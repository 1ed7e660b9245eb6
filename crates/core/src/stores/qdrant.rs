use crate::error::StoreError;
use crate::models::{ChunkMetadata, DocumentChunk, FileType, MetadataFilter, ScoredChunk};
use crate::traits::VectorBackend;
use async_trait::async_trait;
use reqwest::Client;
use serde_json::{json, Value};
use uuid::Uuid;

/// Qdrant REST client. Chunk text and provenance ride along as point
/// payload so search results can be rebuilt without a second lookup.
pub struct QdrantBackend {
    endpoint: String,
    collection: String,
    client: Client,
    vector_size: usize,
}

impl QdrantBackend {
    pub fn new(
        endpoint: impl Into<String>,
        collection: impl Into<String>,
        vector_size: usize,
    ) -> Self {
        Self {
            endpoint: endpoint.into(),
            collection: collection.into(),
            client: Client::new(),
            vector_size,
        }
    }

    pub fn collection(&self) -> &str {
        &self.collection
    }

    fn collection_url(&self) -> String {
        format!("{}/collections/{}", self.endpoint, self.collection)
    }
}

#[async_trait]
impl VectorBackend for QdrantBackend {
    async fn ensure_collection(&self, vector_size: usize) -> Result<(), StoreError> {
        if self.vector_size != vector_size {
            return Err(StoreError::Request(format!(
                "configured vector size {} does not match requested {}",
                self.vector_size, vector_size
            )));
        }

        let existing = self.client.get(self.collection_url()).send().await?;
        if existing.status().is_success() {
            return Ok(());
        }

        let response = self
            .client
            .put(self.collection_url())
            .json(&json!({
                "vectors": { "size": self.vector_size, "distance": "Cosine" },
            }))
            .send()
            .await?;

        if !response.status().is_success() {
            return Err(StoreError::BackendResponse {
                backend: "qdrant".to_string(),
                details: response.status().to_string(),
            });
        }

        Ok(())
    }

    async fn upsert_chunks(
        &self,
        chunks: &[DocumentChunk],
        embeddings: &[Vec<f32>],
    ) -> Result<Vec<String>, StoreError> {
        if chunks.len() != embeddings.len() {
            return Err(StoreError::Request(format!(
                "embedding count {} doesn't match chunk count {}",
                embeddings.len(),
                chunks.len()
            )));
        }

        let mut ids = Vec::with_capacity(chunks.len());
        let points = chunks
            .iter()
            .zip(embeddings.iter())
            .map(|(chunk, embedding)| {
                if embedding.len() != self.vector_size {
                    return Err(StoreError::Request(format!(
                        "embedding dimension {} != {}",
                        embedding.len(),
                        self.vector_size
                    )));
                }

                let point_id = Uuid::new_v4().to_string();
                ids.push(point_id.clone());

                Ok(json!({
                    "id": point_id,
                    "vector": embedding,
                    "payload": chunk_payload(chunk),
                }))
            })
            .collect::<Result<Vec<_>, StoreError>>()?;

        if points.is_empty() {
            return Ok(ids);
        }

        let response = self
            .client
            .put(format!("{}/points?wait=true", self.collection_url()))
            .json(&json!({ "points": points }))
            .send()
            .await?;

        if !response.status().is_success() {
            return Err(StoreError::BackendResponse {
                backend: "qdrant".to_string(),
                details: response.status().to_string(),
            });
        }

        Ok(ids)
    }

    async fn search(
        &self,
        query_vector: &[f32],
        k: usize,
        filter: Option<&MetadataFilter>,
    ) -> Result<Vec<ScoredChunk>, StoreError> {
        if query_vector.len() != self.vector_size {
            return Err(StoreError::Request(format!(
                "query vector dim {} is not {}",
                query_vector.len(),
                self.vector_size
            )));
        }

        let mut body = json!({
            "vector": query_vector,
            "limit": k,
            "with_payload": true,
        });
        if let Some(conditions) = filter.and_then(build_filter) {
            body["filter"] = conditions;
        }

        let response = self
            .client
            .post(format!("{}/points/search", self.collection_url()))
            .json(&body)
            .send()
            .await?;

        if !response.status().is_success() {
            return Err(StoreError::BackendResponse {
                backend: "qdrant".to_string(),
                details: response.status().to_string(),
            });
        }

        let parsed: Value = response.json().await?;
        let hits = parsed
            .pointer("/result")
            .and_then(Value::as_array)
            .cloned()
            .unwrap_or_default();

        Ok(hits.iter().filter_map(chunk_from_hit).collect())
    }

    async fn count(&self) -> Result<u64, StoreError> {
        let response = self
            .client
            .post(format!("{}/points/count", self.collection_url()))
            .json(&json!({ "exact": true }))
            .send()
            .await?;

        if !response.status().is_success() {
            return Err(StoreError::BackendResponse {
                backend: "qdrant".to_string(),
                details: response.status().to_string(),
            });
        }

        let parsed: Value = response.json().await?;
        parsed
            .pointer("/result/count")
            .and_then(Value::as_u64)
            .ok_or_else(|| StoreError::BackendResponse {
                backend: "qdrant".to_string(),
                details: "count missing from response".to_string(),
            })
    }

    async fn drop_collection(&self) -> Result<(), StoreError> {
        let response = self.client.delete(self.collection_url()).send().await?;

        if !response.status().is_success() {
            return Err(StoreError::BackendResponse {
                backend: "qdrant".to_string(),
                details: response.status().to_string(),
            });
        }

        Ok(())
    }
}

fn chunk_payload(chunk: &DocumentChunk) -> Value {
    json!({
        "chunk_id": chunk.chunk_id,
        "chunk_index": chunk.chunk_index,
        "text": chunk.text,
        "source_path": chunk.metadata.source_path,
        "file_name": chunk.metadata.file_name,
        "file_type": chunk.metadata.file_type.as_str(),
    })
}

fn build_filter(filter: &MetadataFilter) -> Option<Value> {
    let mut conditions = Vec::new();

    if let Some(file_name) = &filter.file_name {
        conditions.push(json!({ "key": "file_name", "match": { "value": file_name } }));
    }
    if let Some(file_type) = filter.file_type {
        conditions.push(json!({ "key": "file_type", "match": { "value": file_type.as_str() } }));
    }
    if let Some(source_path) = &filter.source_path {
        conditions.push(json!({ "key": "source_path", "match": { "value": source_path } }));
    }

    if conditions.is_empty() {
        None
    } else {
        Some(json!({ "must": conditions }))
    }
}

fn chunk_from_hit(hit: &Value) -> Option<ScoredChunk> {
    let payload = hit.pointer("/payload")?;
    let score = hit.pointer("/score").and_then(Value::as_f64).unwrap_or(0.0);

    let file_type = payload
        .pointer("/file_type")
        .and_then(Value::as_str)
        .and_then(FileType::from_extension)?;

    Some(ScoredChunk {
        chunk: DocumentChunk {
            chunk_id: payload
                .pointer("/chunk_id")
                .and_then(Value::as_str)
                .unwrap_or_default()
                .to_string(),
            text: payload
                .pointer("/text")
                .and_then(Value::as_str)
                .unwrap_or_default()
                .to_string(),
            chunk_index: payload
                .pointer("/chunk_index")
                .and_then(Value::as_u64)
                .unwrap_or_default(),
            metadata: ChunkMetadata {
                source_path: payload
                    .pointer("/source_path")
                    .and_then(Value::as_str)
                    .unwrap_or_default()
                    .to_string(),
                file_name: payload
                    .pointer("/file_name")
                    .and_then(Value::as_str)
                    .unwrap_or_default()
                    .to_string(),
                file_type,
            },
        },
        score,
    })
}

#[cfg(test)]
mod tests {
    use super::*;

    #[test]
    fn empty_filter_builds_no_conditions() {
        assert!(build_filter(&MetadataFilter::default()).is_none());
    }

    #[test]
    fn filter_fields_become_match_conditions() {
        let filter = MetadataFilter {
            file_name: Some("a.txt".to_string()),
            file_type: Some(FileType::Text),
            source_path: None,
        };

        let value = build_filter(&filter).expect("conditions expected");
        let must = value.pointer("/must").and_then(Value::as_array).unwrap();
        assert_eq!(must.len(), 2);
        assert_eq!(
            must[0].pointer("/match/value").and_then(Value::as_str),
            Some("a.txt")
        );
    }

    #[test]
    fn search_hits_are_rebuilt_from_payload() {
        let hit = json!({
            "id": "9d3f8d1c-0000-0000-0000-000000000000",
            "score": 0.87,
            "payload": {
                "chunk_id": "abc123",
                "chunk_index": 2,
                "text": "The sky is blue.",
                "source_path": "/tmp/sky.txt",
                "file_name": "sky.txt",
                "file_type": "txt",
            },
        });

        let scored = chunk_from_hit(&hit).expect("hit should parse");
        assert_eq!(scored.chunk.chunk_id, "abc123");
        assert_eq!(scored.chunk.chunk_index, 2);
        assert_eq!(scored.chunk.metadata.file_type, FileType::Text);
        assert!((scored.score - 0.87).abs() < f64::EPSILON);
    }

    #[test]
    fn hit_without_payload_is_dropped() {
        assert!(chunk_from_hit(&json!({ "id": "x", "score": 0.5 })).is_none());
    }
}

:::

Work instructions
Starting at the top of the data above, repeat every line exactly until the line containing "use uuid::Uuid;" has been given, then stop.

Written response
repository 1ed7e660b9245eb6
filename crates/core/src/stores/qdrant.rs
use crate::error::StoreError;
use crate::models::{ChunkMetadata, DocumentChunk, FileType, MetadataFilter, ScoredChunk};
use crate::traits::VectorBackend;
use async_trait::async_trait;
use reqwest::Client;
use serde_json::{json, Value};
use uuid::Uuid;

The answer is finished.